Schule des Rades
Arnold und Wilhelmine Keyserling
Magie der Chakras
Vorwort
Einen Schritt über die Kriteriologie hinaus
Die Tradition der Chakras — jener Energiewirbel, die Geist und Körper im Bereich der Seele verbinden — findet sich in vielen Traditionen der Welt, von den Indern bis zu den Indianern, von den Taoisten bis zu den Sufis. Sowohl praktisch als auch theoretisch gibt es Anweisungen, wie sie zu erwecken sind: manchmal durch körperliche Übungen, manchmal über Bildmeditation. Ich habe immer wieder versucht, die gemeinsamen Nenner herausrauszuschälen, aber es schien mir nicht möglich, sie alle in einer Synthese zu vereinen.
Da hatte ich nun neulich einen Traum. Er kam auf die abends gestellte Frage, wie ich mich dem Problemkreis nähern sollte. Ich sah meinen Körper zwischen vier kugelhaften Gebilden, von denen drei farbig, das hintere aber schwarz war. Ich verstand, dass es mein Fehler gewesen war, nach europäischer Manier den Zusammenhang zweifältig zu begreifen, während er nur vierfältig zu verstehen ist; denn der Mensch lebt aus seiner Mitte heraus nach vier Richtungen, von denen jede ein bestimmtes Verhältnis zur Welt aufzeigt, und die erst zusammen sein Wesen entfalten können.
Was mag der Sinn der Chakras sein? Da sie erfahrbar und entfaltbar sind, müssen wir zu ihrer Erhellung zuerst einmal auf alle traditionellen Erklärungen verzichten und sie phänomenologisch betrachten, wie sie sich nun einmal darstellen. Zweitens müssen wir begreifen, wozu wir sie überhaupt entfalten sollen; drittens bestimmen, was der Unterschied zwischen einem Menschen mit oder ohne entfalteten Chakras ist, und dann viertens erkunden, wie man aus ihnen heraus dem persönlichen und menschheitlichen Sinn des Lebens näher kommt.
Vielleicht kann uns folgender Einstieg dazu helfen. Der Mensch lebt zwischen Einbildungskraft und Sinneserfahrung, Energie und Materie, Vision und Verkörperung, Möglichkeit und Wirklichkeit. Die Bilderwelt bestimmt ihn final in seinen Zielsetzungen, die letztlich mit der instinkthaften Steuerung der Tiere vergleichbar sind.

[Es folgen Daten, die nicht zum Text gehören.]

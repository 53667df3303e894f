//! # varsynth
//!
//! A library for synthesizing well-formed VCF files filled with random but
//! structurally valid variant records, for use as fixtures when testing
//! genomics tooling.
//!
//! The pipeline is: a [`ContigCatalog`] describes the reference, [`build_header`]
//! declares the contigs, fields and samples, a [`VariantGenerator`] draws records,
//! [`sort_variants`] puts them in canonical (contig, position) order and
//! [`write_vcf_file`] writes them out.
//!
//! ## Guarantees
//!
//! - **Valid coordinates**: every position lies in `1..=length` of its contig
//! - **Real substitutions**: the alternate allele always differs from the reference
//! - **Declared fields only**: records only use contigs, INFO/FORMAT fields and
//!   samples declared in the header
//! - **Canonical order**: records are sorted by catalog rank, then position
//! - **Reproducible**: the same seed, samples and count give byte-identical files
//!
//! ## Example
//!
//! ```rust,no_run
//! use varsynth::{build_header, sort_variants, write_vcf_file, ContigCatalog, VariantGenerator};
//! use varsynth::generation::seeded_rng;
//! use std::path::Path;
//!
//! let catalog = ContigCatalog::human();
//! let header = build_header(&["SAMPLE1"]).unwrap();
//!
//! let mut rng = seeded_rng(42);
//! let records = VariantGenerator::new(&catalog, &header)
//!     .generate(100, &mut rng)
//!     .unwrap();
//! let records = sort_variants(records, &catalog).unwrap();
//!
//! write_vcf_file(Path::new("synthetic.vcf"), &header, &records).unwrap();
//! ```
//!
//! ## Modules
//!
//! - [`catalog`]: Contig catalog and canonical contig order
//! - [`core`]: Core data types for contigs, headers and variants
//! - [`generation`]: Random variant generation and sorting
//! - [`output`]: VCF serialization
//! - [`parsing`]: Reading written files back for verification
//! - [`cli`]: Command-line interface implementation

pub mod catalog;
pub mod cli;
pub mod core;
pub mod generation;
pub mod output;
pub mod parsing;
pub mod utils;

// Re-export commonly used types for convenience
pub use catalog::ContigCatalog;
pub use core::contig::ContigEntry;
pub use core::header::{build_header, build_header_with_catalog, Header};
pub use core::types::*;
pub use core::variant::{Genotype, Variant};
pub use generation::{sort_variants, GeneratorConfig, VariantGenerator};
pub use output::{write_vcf, write_vcf_file};
//! Command-line interface for varsynth.
//!
//! Flags map one-to-one onto the library pipeline: the output path and record
//! count go to the writer and generator, the seed seeds the random source.
//!
//! ## Usage
//!
//! ```text
//! # 100 records (the default) to a plain VCF
//! varsynth -o synthetic.vcf
//!
//! # Reproducible, gzip-compressed, checked after writing
//! varsynth -o synthetic.vcf.gz -n 5000 --seed 42 --verify
//!
//! # JSON run summary for scripting
//! varsynth -o synthetic.vcf --format json
//! ```

use clap::Parser;

pub mod generate;

#[derive(Parser)]
#[command(name = "varsynth")]
#[command(author = "Fulcrum Genomics")]
#[command(version)]
#[command(about = "Generate a synthetic VCF file")]
#[command(
    long_about = "varsynth writes a well-formed VCF file filled with random single-nucleotide variants.\n\nRecords are placed uniformly on the GRCh38 primary chromosomes (or a custom contig catalog), carry a random INFO/DP depth and a heterozygous genotype, and are written in canonical (contig, position) order. Runs with the same --seed produce byte-identical files."
)]
pub struct Cli {
    #[command(flatten)]
    pub generate: generate::GenerateArgs,

    /// Enable verbose output
    #[arg(short, long)]
    pub verbose: bool,

    /// Run summary format
    #[arg(short, long, default_value = "text")]
    pub format: OutputFormat,
}

#[derive(Clone, Copy, Debug, clap::ValueEnum)]
pub enum OutputFormat {
    Text,
    Json,
    Tsv,
}
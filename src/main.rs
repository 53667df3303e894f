use clap::Parser;
use tracing_subscriber::EnvFilter;

use varsynth::cli;

fn main() -> anyhow::Result<()> {
    let cli = cli::Cli::parse();

    // Initialize logging based on verbosity flag
    let filter = if cli.verbose {
        EnvFilter::new("varsynth=debug,info")
    } else {
        EnvFilter::new("varsynth=warn")
    };

    tracing_subscriber::fmt()
        .with_env_filter(filter)
        .with_writer(std::io::stderr)
        .with_target(false)
        .without_time()
        .init();

    cli::generate::run(cli.generate, cli.format)?;

    Ok(())
}
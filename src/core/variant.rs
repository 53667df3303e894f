use serde::{Deserialize, Serialize};
use std::collections::BTreeMap;

use crate::core::types::{InfoValue, Nucleotide};

/// A per-sample genotype call: allele indices into `[reference, alternates...]`
#[derive(Debug, Clone, PartialEq, Eq, Serialize, Deserialize)]
pub struct Genotype {
    /// Allele indices, 0 = reference, 1.. = alternates
    pub alleles: Vec<usize>,

    /// Rendered with `|` instead of `/` when set
    #[serde(default)]
    pub phased: bool,
}

impl Genotype {
    #[must_use]
    pub fn unphased(alleles: Vec<usize>) -> Self {
        Self {
            alleles,
            phased: false,
        }
    }

    /// Heterozygous reference/first-alternate call (`0/1`)
    #[must_use]
    pub fn het() -> Self {
        Self::unphased(vec![0, 1])
    }

    /// Parse a `GT` value such as `0/1` or `1|0`. Missing calls (`.`) are rejected.
    pub fn parse(s: &str) -> Option<Self> {
        let phased = s.contains('|');
        let alleles = s
            .split(['/', '|'])
            .map(|a| a.parse::<usize>().ok())
            .collect::<Option<Vec<_>>>()?;

        if alleles.is_empty() {
            return None;
        }

        Some(Self { alleles, phased })
    }

    /// Check that every allele index refers to an allele of a record with
    /// `allele_count` alleles (reference included)
    #[must_use]
    pub fn is_valid_for(&self, allele_count: usize) -> bool {
        !self.alleles.is_empty() && self.alleles.iter().all(|&a| a < allele_count)
    }
}

impl std::fmt::Display for Genotype {
    fn fmt(&self, f: &mut std::fmt::Formatter<'_>) -> std::fmt::Result {
        let separator = if self.phased { "|" } else { "/" };
        let rendered: Vec<String> = self.alleles.iter().map(ToString::to_string).collect();
        write!(f, "{}", rendered.join(separator))
    }
}

/// A single-nucleotide variant record
///
/// The allele set is `[reference, alternates...]`; generated records carry exactly
/// one alternate, but nothing here assumes that.
#[derive(Debug, Clone, PartialEq, Eq, Serialize, Deserialize)]
pub struct Variant {
    /// Name of the contig the variant lies on
    pub contig: String,

    /// 1-based position
    pub position: u64,

    pub reference: Nucleotide,

    pub alternates: Vec<Nucleotide>,

    /// INFO values keyed by field ID
    #[serde(default, skip_serializing_if = "BTreeMap::is_empty")]
    pub info: BTreeMap<String, InfoValue>,

    /// Genotype calls keyed by sample name
    #[serde(default, skip_serializing_if = "BTreeMap::is_empty")]
    pub genotypes: BTreeMap<String, Genotype>,
}

impl Variant {
    pub fn new(
        contig: impl Into<String>,
        position: u64,
        reference: Nucleotide,
        alternate: Nucleotide,
    ) -> Self {
        Self {
            contig: contig.into(),
            position,
            reference,
            alternates: vec![alternate],
            info: BTreeMap::new(),
            genotypes: BTreeMap::new(),
        }
    }

    #[must_use]
    pub fn with_info(mut self, id: impl Into<String>, value: InfoValue) -> Self {
        self.info.insert(id.into(), value);
        self
    }

    #[must_use]
    pub fn with_genotype(mut self, sample: impl Into<String>, genotype: Genotype) -> Self {
        self.genotypes.insert(sample.into(), genotype);
        self
    }

    /// 0-based start of the variant
    #[must_use]
    pub fn start(&self) -> u64 {
        self.position.saturating_sub(1)
    }

    /// 1-based inclusive end of the variant (single-base alleles span one base)
    #[must_use]
    pub fn end(&self) -> u64 {
        self.position
    }

    /// Number of alleles, reference included
    #[must_use]
    pub fn allele_count(&self) -> usize {
        1 + self.alternates.len()
    }

    /// Check that there is at least one alternate and none equals the reference
    #[must_use]
    pub fn has_distinct_alleles(&self) -> bool {
        !self.alternates.is_empty() && self.alternates.iter().all(|&alt| alt != self.reference)
    }

    /// Depth stored under INFO `DP`, if present
    #[must_use]
    pub fn depth(&self) -> Option<i64> {
        self.info.get("DP").and_then(InfoValue::as_integer)
    }
}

Er kann nun passiv zu einem Durchgangsort der Zielsetzungen werden, wobei sich eine ungreifbare Natur seiner bedient, und er kann bewusster steuernder Mitarbeiter dieses Vorgangs sein.

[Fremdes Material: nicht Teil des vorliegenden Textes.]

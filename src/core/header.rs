use chrono::NaiveDate;
use serde::{Deserialize, Serialize};
use std::collections::HashSet;
use thiserror::Error;

use crate::catalog::ContigCatalog;
use crate::core::contig::ContigEntry;
use crate::core::types::{FieldType, Number};
use crate::core::variant::Variant;

/// VCF version declared in `##fileformat`
pub const FILE_FORMAT: &str = "VCFv4.2";

/// Value of the `##source` line
pub const SOURCE: &str = "varsynth";

/// Sample name used when the caller does not supply one
pub const DEFAULT_SAMPLE: &str = "SAMPLE1";

/// FORMAT key carrying the genotype call
pub const GENOTYPE_KEY: &str = "GT";

#[derive(Error, Debug, PartialEq, Eq)]
pub enum HeaderError {
    #[error("At least one sample name is required")]
    NoSamples,

    #[error("Sample names must not be empty")]
    EmptySampleName,

    #[error("Sample name '{0}' contains whitespace")]
    InvalidSampleName(String),

    #[error("Duplicate sample name: {0}")]
    DuplicateSample(String),
}

/// A record that does not agree with the header it is written under
#[derive(Error, Debug, PartialEq, Eq)]
pub enum RecordError {
    #[error("Contig '{0}' is not declared in the header")]
    UndeclaredContig(String),

    #[error("Position {position} is outside contig '{contig}' (length {length})")]
    PositionOutOfRange {
        contig: String,
        position: u64,
        length: u64,
    },

    #[error("Variant at {contig}:{position} has no alternate distinct from the reference")]
    IdenticalAlleles { contig: String, position: u64 },

    #[error("INFO field '{0}' is not declared in the header")]
    UndeclaredInfo(String),

    #[error("INFO field '{id}' is declared as {declared} but holds a {actual} value")]
    InfoTypeMismatch {
        id: String,
        declared: FieldType,
        actual: FieldType,
    },

    #[error("FORMAT field '{0}' is not declared in the header")]
    UndeclaredFormat(String),

    #[error("Sample '{0}' is not declared in the header")]
    UndeclaredSample(String),

    #[error("Genotype {genotype} for sample '{sample}' references an allele outside 0..{allele_count}")]
    InvalidGenotype {
        sample: String,
        genotype: String,
        allele_count: usize,
    },
}

/// Definition of a single INFO or FORMAT field
#[derive(Debug, Clone, PartialEq, Eq, Serialize, Deserialize)]
pub struct FieldDefinition {
    pub id: String,
    pub number: Number,
    pub ty: FieldType,
    pub description: String,
}

impl FieldDefinition {
    pub fn new(
        id: impl Into<String>,
        number: Number,
        ty: FieldType,
        description: impl Into<String>,
    ) -> Self {
        Self {
            id: id.into(),
            number,
            ty,
            description: description.into(),
        }
    }

    /// Render as a `##INFO` or `##FORMAT` line, `key` being `INFO` or `FORMAT`
    #[must_use]
    pub fn to_header_line(&self, key: &str) -> String {
        format!(
            "##{key}=<ID={},Number={},Type={},Description=\"{}\">",
            self.id,
            self.number,
            self.ty,
            self.description.replace('"', "\\\"")
        )
    }
}

/// The VCF meta-information block plus the sample list
#[derive(Debug, Clone, PartialEq, Eq, Serialize, Deserialize)]
pub struct Header {
    pub file_format: String,

    pub source: String,

    /// Written as `##fileDate` when present
    #[serde(default, skip_serializing_if = "Option::is_none")]
    pub file_date: Option<NaiveDate>,

    /// Declared contigs, in canonical order
    pub contigs: Vec<ContigEntry>,

    /// INFO definitions, in declaration order
    pub infos: Vec<FieldDefinition>,

    /// FORMAT definitions, in declaration order
    pub formats: Vec<FieldDefinition>,

    /// Sample names, in column order
    pub samples: Vec<String>,
}

impl Header {
    #[must_use]
    pub fn with_file_date(mut self, date: NaiveDate) -> Self {
        self.file_date = Some(date);
        self
    }

    #[must_use]
    pub fn contig(&self, name: &str) -> Option<&ContigEntry> {
        self.contigs.iter().find(|c| c.name == name)
    }

    #[must_use]
    pub fn info(&self, id: &str) -> Option<&FieldDefinition> {
        self.infos.iter().find(|f| f.id == id)
    }

    #[must_use]
    pub fn format(&self, id: &str) -> Option<&FieldDefinition> {
        self.formats.iter().find(|f| f.id == id)
    }

    #[must_use]
    pub fn has_sample(&self, name: &str) -> bool {
        self.samples.iter().any(|s| s == name)
    }

    /// Check that a record only references contigs, fields and samples declared here,
    /// and that its coordinates and genotype indices are structurally valid.
    ///
    /// # Errors
    ///
    /// Returns the first [`RecordError`] found.
    pub fn check_variant(&self, variant: &Variant) -> Result<(), RecordError> {
        let contig = self
            .contig(&variant.contig)
            .ok_or_else(|| RecordError::UndeclaredContig(variant.contig.clone()))?;

        if !contig.contains(variant.position) {
            return Err(RecordError::PositionOutOfRange {
                contig: contig.name.clone(),
                position: variant.position,
                length: contig.length,
            });
        }

        if !variant.has_distinct_alleles() {
            return Err(RecordError::IdenticalAlleles {
                contig: variant.contig.clone(),
                position: variant.position,
            });
        }

        for (id, value) in &variant.info {
            let definition = self
                .info(id)
                .ok_or_else(|| RecordError::UndeclaredInfo(id.clone()))?;
            if definition.ty != value.field_type() {
                return Err(RecordError::InfoTypeMismatch {
                    id: id.clone(),
                    declared: definition.ty,
                    actual: value.field_type(),
                });
            }
        }

        if !variant.genotypes.is_empty() && self.format(GENOTYPE_KEY).is_none() {
            return Err(RecordError::UndeclaredFormat(GENOTYPE_KEY.to_string()));
        }

        let allele_count = variant.allele_count();
        for (sample, genotype) in &variant.genotypes {
            if !self.has_sample(sample) {
                return Err(RecordError::UndeclaredSample(sample.clone()));
            }
            if !genotype.is_valid_for(allele_count) {
                return Err(RecordError::InvalidGenotype {
                    sample: sample.clone(),
                    genotype: genotype.to_string(),
                    allele_count,
                });
            }
        }

        Ok(())
    }
}

/// Build the header for the human catalog with the given samples
///
/// # Errors
///
/// Returns a [`HeaderError`] if the sample list is empty or contains an empty,
/// whitespace-bearing or duplicate name.
pub fn build_header<S: AsRef<str>>(sample_names: &[S]) -> Result<Header, HeaderError> {
    build_header_with_catalog(sample_names, &ContigCatalog::human())
}

/// Build a header declaring every contig of `catalog`, INFO `DP`, FORMAT `GT`
/// and the given samples
///
/// # Errors
///
/// Same as [`build_header`].
pub fn build_header_with_catalog<S: AsRef<str>>(
    sample_names: &[S],
    catalog: &ContigCatalog,
) -> Result<Header, HeaderError> {
    let samples = validate_sample_names(sample_names)?;

    Ok(Header {
        file_format: FILE_FORMAT.to_string(),
        source: SOURCE.to_string(),
        file_date: None,
        contigs: catalog.contigs().to_vec(),
        infos: vec![FieldDefinition::new(
            "DP",
            Number::Count(1),
            FieldType::Integer,
            "Total Depth",
        )],
        formats: vec![FieldDefinition::new(
            GENOTYPE_KEY,
            Number::Count(1),
            FieldType::String,
            "Genotype",
        )],
        samples,
    })
}

fn validate_sample_names<S: AsRef<str>>(sample_names: &[S]) -> Result<Vec<String>, HeaderError> {
    if sample_names.is_empty() {
        return Err(HeaderError::NoSamples);
    }

    let mut seen = HashSet::new();
    let mut samples = Vec::with_capacity(sample_names.len());

    for name in sample_names {
        let name = name.as_ref();
        if name.is_empty() {
            return Err(HeaderError::EmptySampleName);
        }
        // Sample names become tab-delimited column headers
        if name.chars().any(char::is_whitespace) {
            return Err(HeaderError::InvalidSampleName(name.to_string()));
        }
        if !seen.insert(name) {
            return Err(HeaderError::DuplicateSample(name.to_string()));
        }
        samples.push(name.to_string());
    }

    Ok(samples)
}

Nur im letzteren Fall ist er frei und mündig. Wenn es möglich ist, diese Mündigkeit zu erreichen, dann müsste sie sowohl biologisch als auch existentiell ein echtes Entfaltungsziel des Menschen darstellen. Im ersteren Fall wäre sein Leben sinnlos, horizontal aus äußeren Gründen zu begreifen, im zweiten träte die Dimension des Sinnes als Vertikale hinzu. In meiner Geschichte der Denkstile
habe ich die Entfaltung dieser Gedanken durch die Jahrtausende zu schildern versucht, und in den Ars Magna
die Struktur des Rades als Urbild allen Denkens ermittelt. In diesem Buch will ich den Aufbau der Seele in der kosmischen Wirklichkeit bestimmen; wobei nicht ich diesen ergründen und erfinden will über Verifizierung von Hypothesen wie ein systematischer Philosoph, sondern auf die Antwort der Wesen in allen Welten warte. Im gleichen Traum erlebte ich, dass das sinnvolle Leben nur an der Nahtstelle zwischen Wissen und Handeln möglich ist, wenn man das jeweils Neue von Augenblick zu Augenblick als Offenbarung empfängt. So bedeutet dieses Buch für mich einen Schritt über die Kriteriologie hinaus: ich will aus der Wahrheit der Welt den Auftrag erspüren, der sowohl dem Einzelnen als auch der Gattung in der Wassermannzeit Richtlinien zu einem erfüllten Leben geben könnte. So werde ich das Thema angehen, als ob noch niemand je darüber nachgedacht hätte; nur der naiven Einstellung kann sich die Welt so geben, wie sie von uns heute verstanden werden will. Den erfahrungsmäßigen persönlichen Einstieg schildert meine Frau, anschließend meine theoretischen Ausführungen.